2025 Python Year in Review
Episode Deep Dive
Guests Introduction and Background
This year-in-review episode features an exceptional panel of Python luminaries representing diverse perspectives across education, industry, and core Python development:
Gregory Kapfhammer is an Associate Professor of Computer and Information Science who conducts research in software engineering and software testing. He has built numerous Python tools, with current research focusing on flaky test cases in Python projects. Gregory also hosts the Software Engineering Radio podcast sponsored by the IEEE Computer Society, where he has interviewed many members of the Python community.

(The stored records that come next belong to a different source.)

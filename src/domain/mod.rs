/// Domain models for the application
use crate::errors::{ResolveError, ResolveResult};
use crate::utils::{format_timestamp, parse_sexagesimal, parse_timestamp};
use chrono::{DateTime, Utc};
use serde::{Deserialize, Serialize};
use std::fmt;
use std::str::FromStr;

/// An angle normalised to decimal degrees.
#[derive(Debug, Clone, Copy, PartialEq, PartialOrd, Serialize, Deserialize)]
pub struct Angle(f64);

impl Angle {
    pub fn from_degrees(degrees: f64) -> Self {
        Self(degrees)
    }

    pub fn degrees(self) -> f64 {
        self.0
    }

    /// Parse right ascension from plain degrees or `<H>h<M>m<S>s`.
    pub fn parse_ra(raw: &str) -> ResolveResult<Self> {
        let raw = raw.trim();
        let degrees = match raw.parse::<f64>() {
            Ok(deg) => deg,
            Err(_) => {
                let (negative, h, m, s) = parse_sexagesimal(raw, 'h')
                    .ok_or_else(|| ResolveError::protocol(format!("unparsable RA '{}'", raw)))?;
                if negative || h >= 24.0 {
                    return Err(ResolveError::protocol(format!("RA out of range '{}'", raw)));
                }
                (h + m / 60.0 + s / 3600.0) * 15.0
            }
        };

        Self::ra(degrees)
    }

    /// Parse declination from plain degrees or `<sign><D>d<M>m<S>s`.
    pub fn parse_dec(raw: &str) -> ResolveResult<Self> {
        let raw = raw.trim();
        let degrees = match raw.parse::<f64>() {
            Ok(deg) => deg,
            Err(_) => {
                let (negative, d, m, s) = parse_sexagesimal(raw, 'd')
                    .ok_or_else(|| ResolveError::protocol(format!("unparsable Dec '{}'", raw)))?;
                let magnitude = d + m / 60.0 + s / 3600.0;
                if negative {
                    -magnitude
                } else {
                    magnitude
                }
            }
        };

        Self::dec(degrees)
    }

    /// Right ascension in `[0, 360]` degrees; 360 wraps to 0.
    pub fn ra(degrees: f64) -> ResolveResult<Self> {
        if !degrees.is_finite() || !(0.0..=360.0).contains(&degrees) {
            return Err(ResolveError::protocol(format!("RA out of range: {}", degrees)));
        }
        Ok(Self(if degrees == 360.0 { 0.0 } else { degrees }))
    }

    /// Declination in `[-90, 90]` degrees.
    pub fn dec(degrees: f64) -> ResolveResult<Self> {
        if !degrees.is_finite() || !(-90.0..=90.0).contains(&degrees) {
            return Err(ResolveError::protocol(format!("Dec out of range: {}", degrees)));
        }
        Ok(Self(degrees))
    }
}

impl fmt::Display for Angle {
    fn fmt(&self, f: &mut fmt::Formatter<'_>) -> fmt::Result {
        write!(f, "{:.6}", self.0)
    }
}

/// Which astrometric source a target resolves through.
#[derive(Debug, Clone, Copy, PartialEq, Eq, Serialize, Deserialize)]
#[serde(rename_all = "lowercase")]
pub enum ObjectKind {
    Dso,
    Sso,
    Fixed,
}

impl ObjectKind {
    pub fn as_str(self) -> &'static str {
        match self {
            ObjectKind::Dso => "dso",
            ObjectKind::Sso => "sso",
            ObjectKind::Fixed => "fixed",
        }
    }
}

/// Object kinds that resolve by name through a catalogue.
#[derive(Debug, Clone, Copy, PartialEq, Eq)]
pub enum CatalogueKind {
    Dso,
    Sso,
}

impl From<CatalogueKind> for ObjectKind {
    fn from(kind: CatalogueKind) -> Self {
        match kind {
            CatalogueKind::Dso => ObjectKind::Dso,
            CatalogueKind::Sso => ObjectKind::Sso,
        }
    }
}

/// Which literal of the `resolve_request` flag field denotes an SSO.
#[derive(Debug, Clone, Copy, PartialEq, Eq, Default)]
pub enum SsoFlag {
    #[default]
    TrueMeansSso,
    FalseMeansSso,
}

impl SsoFlag {
    /// Map the case-sensitive `True`/`False` field to an object kind.
    pub fn kind_for(self, raw: &str) -> ResolveResult<CatalogueKind> {
        let flag = match raw {
            "True" => true,
            "False" => false,
            other => {
                return Err(ResolveError::protocol(format!(
                    "object kind flag must be 'True' or 'False', got '{}'",
                    other
                )))
            }
        };
        let sso = match self {
            SsoFlag::TrueMeansSso => flag,
            SsoFlag::FalseMeansSso => !flag,
        };
        Ok(if sso {
            CatalogueKind::Sso
        } else {
            CatalogueKind::Dso
        })
    }
}

impl FromStr for SsoFlag {
    type Err = String;

    /// Parses the literal that denotes an SSO.
    fn from_str(s: &str) -> Result<Self, Self::Err> {
        match s {
            "True" => Ok(SsoFlag::TrueMeansSso),
            "False" => Ok(SsoFlag::FalseMeansSso),
            other => Err(format!("expected 'True' or 'False', got '{}'", other)),
        }
    }
}

#[derive(Debug, Clone, PartialEq)]
pub enum CelestialTarget {
    Dso { name: String },
    Sso { name: String },
    Fixed { name: String, ra: Angle, dec: Angle },
}

impl CelestialTarget {
    pub fn named(kind: CatalogueKind, name: String) -> Self {
        match kind {
            CatalogueKind::Dso => CelestialTarget::Dso { name },
            CatalogueKind::Sso => CelestialTarget::Sso { name },
        }
    }

    pub fn name(&self) -> &str {
        match self {
            CelestialTarget::Dso { name }
            | CelestialTarget::Sso { name }
            | CelestialTarget::Fixed { name, .. } => name,
        }
    }

    pub fn kind(&self) -> ObjectKind {
        match self {
            CelestialTarget::Dso { .. } => ObjectKind::Dso,
            CelestialTarget::Sso { .. } => ObjectKind::Sso,
            CelestialTarget::Fixed { .. } => ObjectKind::Fixed,
        }
    }
}

/// A validated, UTC time interval with `stop > start`.
#[derive(Debug, Clone, Copy, PartialEq, Eq, Serialize)]
pub struct TimeRange {
    start: DateTime<Utc>,
    stop: DateTime<Utc>,
}

impl TimeRange {
    pub fn new(start: DateTime<Utc>, stop: DateTime<Utc>) -> ResolveResult<Self> {
        if stop <= start {
            return Err(ResolveError::TimeRange {
                start: format_timestamp(start),
                stop: format_timestamp(stop),
            });
        }
        Ok(Self { start, stop })
    }

    /// Parse and validate a raw start/stop pair.
    pub fn validate(start_raw: &str, stop_raw: &str) -> ResolveResult<Self> {
        let start = parse_timestamp(start_raw)?;
        let stop = parse_timestamp(stop_raw)?;
        Self::new(start, stop)
    }

    pub fn start(&self) -> DateTime<Utc> {
        self.start
    }

    pub fn stop(&self) -> DateTime<Utc> {
        self.stop
    }

    pub fn duration_seconds(&self) -> i64 {
        (self.stop - self.start).num_seconds()
    }
}

/// A catalogue-fixed equatorial position.
#[derive(Debug, Clone, Copy, PartialEq, Serialize)]
pub struct Coordinates {
    pub ra: Angle,
    pub dec: Angle,
}

#[derive(Debug, Clone, Copy, PartialEq, Serialize)]
pub struct CoordinateSample {
    pub timestamp: DateTime<Utc>,
    pub ra: Angle,
    pub dec: Angle,
}

/// Process-unique request identity.
#[derive(Debug, Clone, Copy, PartialEq, Eq, Hash, PartialOrd, Ord, Serialize)]
pub struct RequestId(pub u64);

impl fmt::Display for RequestId {
    fn fmt(&self, f: &mut fmt::Formatter<'_>) -> fmt::Result {
        write!(f, "{}", self.0)
    }
}

#[derive(Debug, Clone, PartialEq)]
pub struct Request {
    pub id: RequestId,
    pub target: CelestialTarget,
    pub range: Option<TimeRange>,
}

#[derive(Debug, Clone, Copy, PartialEq, Eq, Serialize)]
#[serde(rename_all = "lowercase")]
pub enum JobStatus {
    Pending,
    Solved,
    Generated,
    Failed,
}

impl JobStatus {
    pub fn is_terminal(self) -> bool {
        matches!(self, JobStatus::Generated | JobStatus::Failed)
    }
}

#[derive(Debug, Clone, PartialEq, Serialize)]
pub struct GenerationJob {
    pub request_id: RequestId,
    pub filename: String,
    pub status: JobStatus,
}

/// Ground station used for the horizontal (Az/El) columns of the artifact.
#[derive(Debug, Clone, Copy, PartialEq, Serialize)]
pub struct Observer {
    pub latitude: f64,
    pub longitude: f64,
    pub height_m: f64,
}

impl Default for Observer {
    /// RT2 radio telescope, Ondřejov.
    fn default() -> Self {
        Self {
            latitude: 49.908_598_050_618_35,
            longitude: 14.779_752_713_599_184,
            height_m: 512.0,
        }
    }
}

#[cfg(test)]
mod tests {
    use super::*;
    use chrono::TimeZone;

    #[test]
    fn test_ra_plain_degrees() {
        assert_eq!(Angle::parse_ra("280").unwrap().degrees(), 280.0);
        assert_eq!(Angle::parse_ra("360").unwrap().degrees(), 0.0);
    }

    #[test]
    fn test_ra_sexagesimal() {
        let ra = Angle::parse_ra("18h36m56.3364s").unwrap();
        assert!((ra.degrees() - 279.234735).abs() < 1e-6);
    }

    #[test]
    fn test_ra_out_of_range() {
        assert!(Angle::parse_ra("361").is_err());
        assert!(Angle::parse_ra("-1").is_err());
        assert!(Angle::parse_ra("24h00m00s").is_err());
        assert!(Angle::parse_ra("abc").is_err());
    }

    #[test]
    fn test_dec_forms_agree() {
        let sexa = Angle::parse_dec("+38d47m01.280s").unwrap();
        let plain = Angle::parse_dec("38.783689").unwrap();
        assert!((sexa.degrees() - plain.degrees()).abs() < 1e-6);
    }

    #[test]
    fn test_dec_negative_zero_degrees() {
        let dec = Angle::parse_dec("-0d30m00s").unwrap();
        assert!((dec.degrees() + 0.5).abs() < 1e-12);
    }

    #[test]
    fn test_dec_out_of_range() {
        assert!(Angle::parse_dec("90.5").is_err());
        assert!(Angle::parse_dec("-91d00m00s").is_err());
    }

    #[test]
    fn test_sso_flag_mapping() {
        assert_eq!(SsoFlag::TrueMeansSso.kind_for("True").unwrap(), CatalogueKind::Sso);
        assert_eq!(SsoFlag::TrueMeansSso.kind_for("False").unwrap(), CatalogueKind::Dso);
        assert_eq!(SsoFlag::FalseMeansSso.kind_for("True").unwrap(), CatalogueKind::Dso);
        assert!(SsoFlag::TrueMeansSso.kind_for("true").is_err());
        assert_eq!("False".parse::<SsoFlag>().unwrap(), SsoFlag::FalseMeansSso);
    }

    #[test]
    fn test_named_targets_keep_their_kind() {
        let dso = CelestialTarget::named(CatalogueKind::Dso, "Vega".into());
        let sso = CelestialTarget::named(CatalogueKind::Sso, "Jupiter".into());
        assert_eq!(dso.kind(), ObjectKind::from(CatalogueKind::Dso));
        assert_eq!(sso.kind(), ObjectKind::Sso);
    }

    #[test]
    fn test_time_range_validate() {
        let range = TimeRange::validate("2021-07-14 08:41:00", "2021-07-14 9:00:00").unwrap();
        assert_eq!(range.duration_seconds(), 19 * 60);
        assert_eq!(
            range.start(),
            Utc.with_ymd_and_hms(2021, 7, 14, 8, 41, 0).unwrap()
        );
    }

    #[test]
    fn test_time_range_rejects_reversed_and_empty() {
        let err = TimeRange::validate("2021-07-14 09:00:00", "2021-07-14 08:41:00").unwrap_err();
        assert!(matches!(err, ResolveError::TimeRange { .. }));
        let err = TimeRange::validate("2021-07-14 09:00:00", "2021-07-14 09:00:00").unwrap_err();
        assert!(matches!(err, ResolveError::TimeRange { .. }));
    }

    #[test]
    fn test_time_range_parse_error_is_protocol() {
        let err = TimeRange::validate("yesterday", "2021-07-14 08:41:00").unwrap_err();
        assert!(matches!(err, ResolveError::Protocol(_)));
    }
}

Thomas Wouters is a longtime Python core developer who worked at Google for 17 years before joining Meta. He has served multiple terms on the PSF Board and the Python Steering Council. In 2025, Thomas received the PSF Distinguished Service Award recognizing his extensive contributions to Python.
Jodie Burchell is a Data Scientist and Developer Advocate at JetBrains, working on PyCharm. She has been a data scientist for around 10 years after transitioning from a career as a clinical psychologist. Jodie has been working with NLP and LLMs since before they became mainstream, including early Google language models from 2019.
Brett Cannon has been at Microsoft for 10 years and is currently working on AI R&D for Python developers. He also maintains WASI support for Python and does internal consulting. Despite being a core developer for 22 years, Brett jokes that he is the "shortest-running" core developer on this panel. He previously managed the Python experience in VS Code.
Reuven Lerner is a freelance Python and Pandas trainer who celebrated 30 years of freelancing in 2024. He teaches Python and Pandas both at companies and through his online platform, writes newsletters, publishes books, and speaks at conferences.
Barry Warsaw has been a Python core developer since 1994, making him the longest-tenured developer on the panel. He worked with Guido van Rossum at CNRI in Python's early days, handling mailing lists, version control, and websites. Barry created the PEP (Python Enhancement Proposal) process 25 years ago. He is currently at NVIDIA doing Python work split between internal projects and external open-source community contributions, and serves on the Steering Council.
What to Know If You're New to Python
If you are newer to Python and want to get the most out of this episode analysis, here are some foundational concepts that will help:
- The GIL (Global Interpreter Lock) is a mechanism in CPython that allows only one thread to execute Python bytecode at a time. This episode discusses its upcoming removal, which is a major architectural change.
- Type hints are optional annotations that specify what types of values variables and functions should use. Tools called "type checkers" analyze these hints to catch bugs before runtime.
- Virtual environments are isolated Python installations that keep project dependencies separate. Modern tools like uv automate their creation and management.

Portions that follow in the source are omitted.